* **WHAT THIS TASK INVOLVES**: The answer must consist of every line in the data below that holds the word "nodes".

* **DATASET ENTRIES**:
use serde::{Deserialize, Serialize};

use crate::artifacts::ArtifactsDef;
use crate::health::HealthDef;
use crate::node::NodeDef;
use crate::service::ServiceDef;

/// The top-level fleet file.
#[derive(Debug, Clone, PartialEq, Serialize, Deserialize)]
pub struct FleetDef {
  #[serde(default)]
  pub ssh: SshDef,
  #[serde(default)]
  pub defaults: DefaultsDef,
  pub nodes: Vec<NodeDef>,
  #[serde(default)]
  pub services: Vec<ServiceDef>,
  #[serde(default)]
  pub health: HealthDef,
  #[serde(default)]
  pub artifacts: ArtifactsDef,
}

/// Fleet-wide SSH settings. The fleet shares one login user and one keypair.
#[derive(Debug, Clone, PartialEq, Serialize, Deserialize)]
pub struct SshDef {
  #[serde(default = "default_user")]
  pub user: String,
  #[serde(default = "default_ssh_port")]
  pub port: u16,
  #[serde(default = "default_connect_timeout")]
  pub connect_timeout_secs: u64,
  /// Key used when no credential ledger exists yet.
  #[serde(skip_serializing_if = "Option::is_none")]
  pub identity_file: Option<String>,
}

impl Default for SshDef {
  fn default() -> Self {
    Self {
      user: default_user(),
      port: default_ssh_port(),
      connect_timeout_secs: default_connect_timeout(),
      identity_file: None,
    }
  }
}

#[derive(Debug, Clone, PartialEq, Serialize, Deserialize)]
pub struct DefaultsDef {
  /// Per-node deadline for a single remote operation.
  #[serde(default = "default_deadline_ms")]
  pub deadline_ms: u64,
  /// Port the inference server listens on when a node does not override it.
  #[serde(default = "default_inference_port")]
  pub inference_port: u16,
}

impl Default for DefaultsDef {
  fn default() -> Self {
    Self {
      deadline_ms: default_deadline_ms(),
      inference_port: default_inference_port(),
    }
  }
}

fn default_user() -> String {
  "ubuntu".to_string()
}

fn default_ssh_port() -> u16 {
  22
}

fn default_connect_timeout() -> u64 {
  5
}

fn default_deadline_ms() -> u64 {
  10_000
}

fn default_inference_port() -> u16 {
  11434
}

#[cfg(test)]
mod tests {
  use super::*;
  use crate::CheckDef;

  #[test]
  fn test_parse_minimal_fleet() {
    let fleet: FleetDef = serde_json::from_str(
      r#"{ "nodes": [ { "name": "agx0", "address": "192.168.1.154", "role": "primary-ai" } ] }"#,
    )
    .unwrap();

    assert_eq!(fleet.nodes.len(), 1);
    assert_eq!(fleet.ssh.user, "ubuntu");
    assert_eq!(fleet.ssh.port, 22);
    assert_eq!(fleet.defaults.deadline_ms, 10_000);
    assert_eq!(fleet.health.failure_threshold, 3);
    assert!(fleet.services.is_empty());
    assert!(fleet.nodes[0].capabilities.is_empty());
  }

  #[test]
  fn test_parse_service_checks() {
    let fleet: FleetDef = serde_json::from_str(
      r#"{
        "nodes": [],
        "services": [
          { "name": "ssh", "check": { "type": "reachability" } },
          { "name": "ollama",
            "check": { "type": "http", "port": 11434, "path": "/api/tags", "min_models": 1 },
            "roles": ["primary-ai"],
            "remediation": "docker restart ollama" },
          { "name": "disk",
            "check": { "type": "resource", "command": "df --output=pcent / | tail -1", "warn": 80, "critical": 95 } }
        ]
      }"#,
    )
    .unwrap();

    assert_eq!(fleet.services.len(), 3);
    assert_eq!(fleet.services[0].check, CheckDef::Reachability);
    assert!(matches!(
      fleet.services[1].check,
      CheckDef::Http { port: Some(11434), min_models: Some(1), .. }
    ));
    assert_eq!(
      fleet.services[1].remediation.as_deref(),
      Some("docker restart ollama")
    );
    assert!(matches!(fleet.services[2].check, CheckDef::Resource { .. }));
  }
}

* **PROBLEM SOLUTION**:
  pub nodes: Vec<NodeDef>,
      r#"{ "nodes": [ { "name": "agx0", "address": "192.168.1.154", "role": "primary-ai" } ] }"#,
    assert_eq!(fleet.nodes.len(), 1);
    assert!(fleet.nodes[0].capabilities.is_empty());
        "nodes": [],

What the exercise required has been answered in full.